In den folgenden Abschnitten werde ich zunächst die reale Geschichte der Entscheidungsfindung der USA und der NATO über die NATO-Erweiterung zusammenfassen. Der erste Vorstoß kam nicht von den USA und ihren Verbündeten, sondern von mittel- und osteuropäischen Staaten (CEE), die verzweifelt versuchten, aus der russischen Umlaufbahn herauszukommen. Das bedeutet, dass Russland seinen regionalen Status und Einfluss verloren hatte, bevor die NATO begann, über eine Expansion nachzudenken. Ich werde mich dann darauf konzentrieren, den Wendepunkt zu ermitteln, den Zeitpunkt, zu dem der Erweiterungsbeschluss so viel Schwung gefunden hat, dass es kein Zurück mehr gibt und alle politischen Alternativen an Wert verloren haben. Die Beweise zeigen, dass dies im Spätsommer und Herbst 1994 geschah, viel früher, als viele Spieler damals erkannten. Ich werde dann die russischen Reaktionen auf die reale NATO-Erweiterungsentscheidung beschreiben, die anders und komplexer sind als das, was Putin oder Mearsheimer behaupten. Wie viele Experten wissen, konzentrierten sich die Bedenken prominenter Russen damals auf den Verlorenen Status und was dies für den Aufstieg des nationalen Nationalismus bedeuten würde – und nicht auf eine Bedrohung der russischen Sicherheit durch die NATO. Als nächstes werde ich die beiden großen potenziellen kontrafaktischen Szenarien darlegen, die von westlichen und russischen Experten als Alternativen zur NATO-Erweiterung vorgeschlagen wurden, wobei ich die Plausibilität abwäge, die vor Ende 1994 gewählt wurde – als der Wendepunkt für die Erweiterung erreicht wurde – und ob die plausibelste Alternative das Verhältnis zu Russland verbessert hätte. Meine Analyse stützt sich weitgehend auf bereits veröffentlichteMaterialien, enthält aber neue Erkenntnisse aus meinen eigenen Interviews mit mehreren Wichtigen Akteuren sowohl auf US-seitehunter als auch auf russischer Seite. Levada Zentrum.

2017. `Russlands Beziehungen zum Westen.` www.levada.ru/en/2017/01/09/russia-s-relations-with-the-west/. Eine Studie aus dem Jahr 2006 in der Fachzeitschrift Security Studies argumentierte, dass die NATO-Erweiterungen 1999 und 2004 zur demokratischen Konsolidierung in Mittel- und Osteuropa beigetragen haben. [26] Wenn das Ziel darin besteht, die weitere territoriale Erweiterung der NATO zu stoppen, sollten die NATO und die EU-Mitgliedschaft so weit wie möglich getrennt werden.
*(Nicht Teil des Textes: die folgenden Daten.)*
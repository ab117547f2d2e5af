//! Runtime negotiation.
//!
//! Finds the runtime the artifact will run under and decides whether hoist
//! can continue with it or must relaunch itself under a different one.

pub mod descriptor;
pub mod probe;
pub mod selector;

pub use descriptor::{ParseDescriptorError, Runtime, RuntimeDescriptor};
pub use probe::{discover, probe_version};
pub use selector::{decide, which_lookup, RuntimeDecision, RuntimePolicy};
Es wäre hier nützlich, sich auf die reiche Erfahrung der blockfreien und/oder neutralen europäischen Staaten zu verlassen, die EU-Mitglieder sind: Finnland, Schweden, Österreich und die Republik Irland, deren europäische Identität nicht angezweifelt werden kann. Andererseits sollte die Aufmerksamkeit potenzieller NATO-Mitglieder auf die Tatsache gelenkt werden, dass mehrere Länder, die lange ZEIT NATO-Mitglieder waren, der vollwertigen EU-Mitgliedschaft nicht näher gekommen sind.